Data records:
—————

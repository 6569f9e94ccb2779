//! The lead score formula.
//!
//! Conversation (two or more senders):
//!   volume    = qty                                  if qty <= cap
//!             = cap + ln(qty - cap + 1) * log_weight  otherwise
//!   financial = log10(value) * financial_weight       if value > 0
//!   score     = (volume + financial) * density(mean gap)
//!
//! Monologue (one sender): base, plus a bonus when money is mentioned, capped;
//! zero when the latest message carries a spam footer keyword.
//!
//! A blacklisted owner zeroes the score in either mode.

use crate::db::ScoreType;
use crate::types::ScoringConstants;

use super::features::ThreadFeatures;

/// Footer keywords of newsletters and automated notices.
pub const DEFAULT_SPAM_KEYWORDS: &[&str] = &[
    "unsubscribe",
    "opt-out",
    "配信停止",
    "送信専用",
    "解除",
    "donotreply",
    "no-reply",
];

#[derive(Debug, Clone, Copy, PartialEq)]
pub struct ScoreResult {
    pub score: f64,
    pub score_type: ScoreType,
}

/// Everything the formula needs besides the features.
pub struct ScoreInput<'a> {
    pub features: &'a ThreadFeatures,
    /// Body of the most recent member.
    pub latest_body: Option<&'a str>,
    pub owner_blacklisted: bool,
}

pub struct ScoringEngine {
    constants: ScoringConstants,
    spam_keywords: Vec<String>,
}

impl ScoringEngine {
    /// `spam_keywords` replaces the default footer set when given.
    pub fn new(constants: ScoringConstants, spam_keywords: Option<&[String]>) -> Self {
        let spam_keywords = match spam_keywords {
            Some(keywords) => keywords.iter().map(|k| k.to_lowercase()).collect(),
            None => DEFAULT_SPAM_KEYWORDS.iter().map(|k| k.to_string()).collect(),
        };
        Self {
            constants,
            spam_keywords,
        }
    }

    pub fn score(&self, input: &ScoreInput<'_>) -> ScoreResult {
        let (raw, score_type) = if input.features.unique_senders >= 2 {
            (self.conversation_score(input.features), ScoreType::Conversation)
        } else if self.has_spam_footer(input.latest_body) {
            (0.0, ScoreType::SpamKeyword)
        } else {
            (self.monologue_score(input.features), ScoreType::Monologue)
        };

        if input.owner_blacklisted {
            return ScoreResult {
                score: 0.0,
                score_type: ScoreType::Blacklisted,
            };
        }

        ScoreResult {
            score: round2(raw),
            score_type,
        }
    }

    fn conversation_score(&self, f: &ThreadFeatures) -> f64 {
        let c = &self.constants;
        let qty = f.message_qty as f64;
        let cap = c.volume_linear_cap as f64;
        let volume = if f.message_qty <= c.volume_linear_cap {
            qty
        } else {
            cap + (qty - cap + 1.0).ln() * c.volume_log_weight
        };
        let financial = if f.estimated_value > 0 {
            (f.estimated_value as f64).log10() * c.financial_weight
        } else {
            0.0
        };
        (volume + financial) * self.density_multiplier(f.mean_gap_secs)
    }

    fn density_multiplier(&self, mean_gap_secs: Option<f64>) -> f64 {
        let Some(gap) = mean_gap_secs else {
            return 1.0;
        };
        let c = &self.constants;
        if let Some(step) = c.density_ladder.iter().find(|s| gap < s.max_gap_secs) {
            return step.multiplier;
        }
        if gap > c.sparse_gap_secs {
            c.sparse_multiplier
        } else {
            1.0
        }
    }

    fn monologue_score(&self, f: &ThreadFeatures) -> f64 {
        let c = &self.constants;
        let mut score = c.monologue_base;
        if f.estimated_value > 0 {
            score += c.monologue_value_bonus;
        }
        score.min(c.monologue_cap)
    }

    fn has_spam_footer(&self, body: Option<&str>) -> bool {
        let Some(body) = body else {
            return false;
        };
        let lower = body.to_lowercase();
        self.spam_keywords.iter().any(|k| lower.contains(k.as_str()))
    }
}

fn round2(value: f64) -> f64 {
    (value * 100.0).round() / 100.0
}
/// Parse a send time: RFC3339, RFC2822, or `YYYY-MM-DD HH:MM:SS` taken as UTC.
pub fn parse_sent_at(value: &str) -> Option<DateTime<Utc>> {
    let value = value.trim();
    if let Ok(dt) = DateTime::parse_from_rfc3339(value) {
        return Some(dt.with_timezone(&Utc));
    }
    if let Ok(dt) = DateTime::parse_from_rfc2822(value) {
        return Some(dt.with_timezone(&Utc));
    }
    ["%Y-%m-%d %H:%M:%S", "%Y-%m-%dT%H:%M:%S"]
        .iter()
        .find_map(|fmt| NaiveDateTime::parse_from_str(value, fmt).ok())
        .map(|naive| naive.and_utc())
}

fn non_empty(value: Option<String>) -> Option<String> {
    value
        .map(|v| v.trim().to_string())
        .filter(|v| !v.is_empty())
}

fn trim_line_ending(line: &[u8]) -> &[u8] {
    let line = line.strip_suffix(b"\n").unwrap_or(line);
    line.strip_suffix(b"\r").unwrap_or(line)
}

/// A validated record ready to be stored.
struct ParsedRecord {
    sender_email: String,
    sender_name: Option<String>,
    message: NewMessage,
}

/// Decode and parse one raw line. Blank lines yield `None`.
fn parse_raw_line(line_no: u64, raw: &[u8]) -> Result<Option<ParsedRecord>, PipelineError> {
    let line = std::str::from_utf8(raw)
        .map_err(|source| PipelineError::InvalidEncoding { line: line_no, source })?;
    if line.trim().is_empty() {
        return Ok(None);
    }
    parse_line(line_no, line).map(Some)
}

—————

__WHAT YOU SHOULD DO__
Each entry needs to be written out again, exactly as given.

__RESULT__
repository 6569f9e94ccb2779
//! The lead score formula.
//!
//! Conversation (two or more senders):
//!   volume    = qty                                  if qty <= cap
//!             = cap + ln(qty - cap + 1) * log_weight  otherwise
//!   financial = log10(value) * financial_weight       if value > 0
//!   score     = (volume + financial) * density(mean gap)
//!
//! Monologue (one sender): base, plus a bonus when money is mentioned, capped;
//! zero when the latest message carries a spam footer keyword.
//!
//! A blacklisted owner zeroes the score in either mode.

use crate::db::ScoreType;
use crate::types::ScoringConstants;

use super::features::ThreadFeatures;

/// Footer keywords of newsletters and automated notices.
pub const DEFAULT_SPAM_KEYWORDS: &[&str] = &[
    "unsubscribe",
    "opt-out",
    "配信停止",
    "送信専用",
    "解除",
    "donotreply",
    "no-reply",
];

#[derive(Debug, Clone, Copy, PartialEq)]
pub struct ScoreResult {
    pub score: f64,
    pub score_type: ScoreType,
}

/// Everything the formula needs besides the features.
pub struct ScoreInput<'a> {
    pub features: &'a ThreadFeatures,
    /// Body of the most recent member.
    pub latest_body: Option<&'a str>,
    pub owner_blacklisted: bool,
}

pub struct ScoringEngine {
    constants: ScoringConstants,
    spam_keywords: Vec<String>,
}

impl ScoringEngine {
    /// `spam_keywords` replaces the default footer set when given.
    pub fn new(constants: ScoringConstants, spam_keywords: Option<&[String]>) -> Self {
        let spam_keywords = match spam_keywords {
            Some(keywords) => keywords.iter().map(|k| k.to_lowercase()).collect(),
            None => DEFAULT_SPAM_KEYWORDS.iter().map(|k| k.to_string()).collect(),
        };
        Self {
            constants,
            spam_keywords,
        }
    }

    pub fn score(&self, input: &ScoreInput<'_>) -> ScoreResult {
        let (raw, score_type) = if input.features.unique_senders >= 2 {
            (self.conversation_score(input.features), ScoreType::Conversation)
        } else if self.has_spam_footer(input.latest_body) {
            (0.0, ScoreType::SpamKeyword)
        } else {
            (self.monologue_score(input.features), ScoreType::Monologue)
        };

        if input.owner_blacklisted {
            return ScoreResult {
                score: 0.0,
                score_type: ScoreType::Blacklisted,
            };
        }

        ScoreResult {
            score: round2(raw),
            score_type,
        }
    }

    fn conversation_score(&self, f: &ThreadFeatures) -> f64 {
        let c = &self.constants;
        let qty = f.message_qty as f64;
        let cap = c.volume_linear_cap as f64;
        let volume = if f.message_qty <= c.volume_linear_cap {
            qty
        } else {
            cap + (qty - cap + 1.0).ln() * c.volume_log_weight
        };
        let financial = if f.estimated_value > 0 {
            (f.estimated_value as f64).log10() * c.financial_weight
        } else {
            0.0
        };
        (volume + financial) * self.density_multiplier(f.mean_gap_secs)
    }

    fn density_multiplier(&self, mean_gap_secs: Option<f64>) -> f64 {
        let Some(gap) = mean_gap_secs else {
            return 1.0;
        };
        let c = &self.constants;
        if let Some(step) = c.density_ladder.iter().find(|s| gap < s.max_gap_secs) {
            return step.multiplier;
        }
        if gap > c.sparse_gap_secs {
            c.sparse_multiplier
        } else {
            1.0
        }
    }

    fn monologue_score(&self, f: &ThreadFeatures) -> f64 {
        let c = &self.constants;
        let mut score = c.monologue_base;
        if f.estimated_value > 0 {
            score += c.monologue_value_bonus;
        }
        score.min(c.monologue_cap)
    }

    fn has_spam_footer(&self, body: Option<&str>) -> bool {
        let Some(body) = body else {
            return false;
        };
        let lower = body.to_lowercase();
        self.spam_keywords.iter().any(|k| lower.contains(k.as_str()))
    }
}

fn round2(value: f64) -> f64 {
    (value * 100.0).round() / 100.0
}
/// Parse a send time: RFC3339, RFC2822, or `YYYY-MM-DD HH:MM:SS` taken as UTC.
pub fn parse_sent_at(value: &str) -> Option<DateTime<Utc>> {
    let value = value.trim();
    if let Ok(dt) = DateTime::parse_from_rfc3339(value) {
        return Some(dt.with_timezone(&Utc));
    }
    if let Ok(dt) = DateTime::parse_from_rfc2822(value) {
        return Some(dt.with_timezone(&Utc));
    }
    ["%Y-%m-%d %H:%M:%S", "%Y-%m-%dT%H:%M:%S"]
        .iter()
        .find_map(|fmt| NaiveDateTime::parse_from_str(value, fmt).ok())
        .map(|naive| naive.and_utc())
}

fn non_empty(value: Option<String>) -> Option<String> {
    value
        .map(|v| v.trim().to_string())
        .filter(|v| !v.is_empty())
}

fn trim_line_ending(line: &[u8]) -> &[u8] {
    let line = line.strip_suffix(b"\n").unwrap_or(line);
    line.strip_suffix(b"\r").unwrap_or(line)
}

/// A validated record ready to be stored.
struct ParsedRecord {
    sender_email: String,
    sender_name: Option<String>,
    message: NewMessage,
}

/// Decode and parse one raw line. Blank lines yield `None`.
fn parse_raw_line(line_no: u64, raw: &[u8]) -> Result<Option<ParsedRecord>, PipelineError> {
    let line = std::str::from_utf8(raw)
        .map_err(|source| PipelineError::InvalidEncoding { line: line_no, source })?;
    if line.trim().is_empty() {
        return Ok(None);
    }
    parse_line(line_no, line).map(Some)
}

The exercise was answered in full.